The KMT’s pitch comes amid sharp disagreement at home. Zhang accused Taiwan’s ruling Democratic Progressive Party (DPP) of rejecting the forum’s results, smearing participants and actively obstructing people‑to‑people ties through measures he described as "de‑Sinicisation." He warned that what he called the DPP’s efforts to sever cultural and institutional links with the mainland have harmed social cohesion and risked dragging the island toward instability.
Zhang also appealed to identity and symbolism, arguing the KMT cannot and should not abandon the word "China" in its name and urging a revival of Chinese cultural and national awareness on the island. He said the party will push exchanges in multiple fields so that the benefits of cooperation — economic, social and environmental — are visible to ordinary Taiwanese, framing such engagement as concrete protection of livelihoods rather than abstract geopolitics.

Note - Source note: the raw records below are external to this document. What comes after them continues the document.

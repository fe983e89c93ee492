//! Runtime value types for object property data.

use rkyv::{Archive, Deserialize, Serialize};
use serde::{Deserialize as SerdeDeserialize, Serialize as SerdeSerialize};

/// A runtime value held by an object property.
///
/// This enum covers every value a fixed column slot or an overflow
/// attribute row can carry. Reference values (`ObjectRef`, `NestedRef`)
/// hold the raw object id rather than an inline sub-structure.
///
/// Note: the enum is deliberately non-recursive to avoid recursive type
/// issues with rkyv serialization; nested sub-objects are stored as
/// separate hidden rows addressed by `NestedRef`.
#[derive(
    Debug, Clone, PartialEq, Archive, Serialize, Deserialize, SerdeSerialize, SerdeDeserialize,
)]
pub enum Value {
    /// Null value.
    Null,
    /// Boolean value.
    Bool(bool),
    /// 64-bit signed integer.
    Int(i64),
    /// 64-bit floating point.
    Float(f64),
    /// UTF-8 string.
    Text(String),
    /// Binary data.
    Bytes(Vec<u8>),
    /// Timestamp as microseconds since Unix epoch.
    Timestamp(i64),
    /// Link to another independently addressable object.
    ObjectRef(u64),
    /// Handle of an embedded sub-object (not independently addressable).
    NestedRef(u64),
}

impl Value {
    /// Check if this value is null.
    pub fn is_null(&self) -> bool {
        matches!(self, Value::Null)
    }

    /// Check if this value references another object (link or nested).
    pub fn is_reference(&self) -> bool {
        matches!(self, Value::ObjectRef(_) | Value::NestedRef(_))
    }

    /// Try to get as bool.
    pub fn as_bool(&self) -> Option<bool> {
        match self {
            Value::Bool(b) => Some(*b),
            _ => None,
        }
    }

    /// Try to get as i64.
    pub fn as_i64(&self) -> Option<i64> {
        match self {
            Value::Int(i) => Some(*i),
            _ => None,
        }
    }

    /// Try to get as f64.
    pub fn as_f64(&self) -> Option<f64> {
        match self {
            Value::Float(f) => Some(*f),
            Value::Int(i) => Some(*i as f64),
            _ => None,
        }
    }

    /// Try to get as string reference.
    pub fn as_str(&self) -> Option<&str> {
        match self {
            Value::Text(s) => Some(s),
            _ => None,
        }
    }

    /// Try to get as bytes reference.
    pub fn as_bytes(&self) -> Option<&[u8]> {
        match self {
            Value::Bytes(b) => Some(b),
            _ => None,
        }
    }

    /// Try to get the referenced object id (link or nested).
    pub fn as_ref_id(&self) -> Option<u64> {
        match self {
            Value::ObjectRef(id) | Value::NestedRef(id) => Some(*id),
            _ => None,
        }
    }

    /// Render the value for display in reports and expressions.
    pub fn to_display_string(&self) -> String {
        match self {
            Value::Null => String::new(),
            Value::Bool(b) => b.to_string(),
            Value::Int(i) => i.to_string(),
            Value::Float(f) => f.to_string(),
            Value::Text(s) => s.clone(),
            Value::Bytes(b) => format!("<{} bytes>", b.len()),
            Value::Timestamp(ts) => ts.to_string(),
            Value::ObjectRef(id) => format!("@{}", id),
            Value::NestedRef(id) => format!("^{}", id),
        }
    }
}

impl From<bool> for Value {
    fn from(b: bool) -> Self {
        Value::Bool(b)
    }
}

impl From<i64> for Value {
    fn from(i: i64) -> Self {
        Value::Int(i)
    }
}

impl From<f64> for Value {
    fn from(f: f64) -> Self {
        Value::Float(f)
    }
}

impl From<&str> for Value {
    fn from(s: &str) -> Self {
        Value::Text(s.to_string())
    }
}

impl From<String> for Value {
    fn from(s: String) -> Self {
        Value::Text(s)
    }
}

For international observers, the episode illustrates two durable dynamics in cross‑strait politics: the KMT’s continued attraction to engagement as a route to economic and social benefits, and the DPP’s countervailing emphasis on distance and security. Beijing is likely to view the forum and any KMT follow‑through as useful channels for influence; Taipei’s government will portray them as undermining its sovereignty‑protecting stance and may intensify efforts to block implementation.
The immediate practical test will be whether the think‑tank recommendations translate into agreements or projects beyond talk. The KMT can try to leverage business groups, civic organisations and local governments to operationalise parts of the package, but such moves will sharpen domestic political debates and may prompt Beijing to make fresh offers — or demands — that international actors and Taiwan’s electorate will scrutinise closely.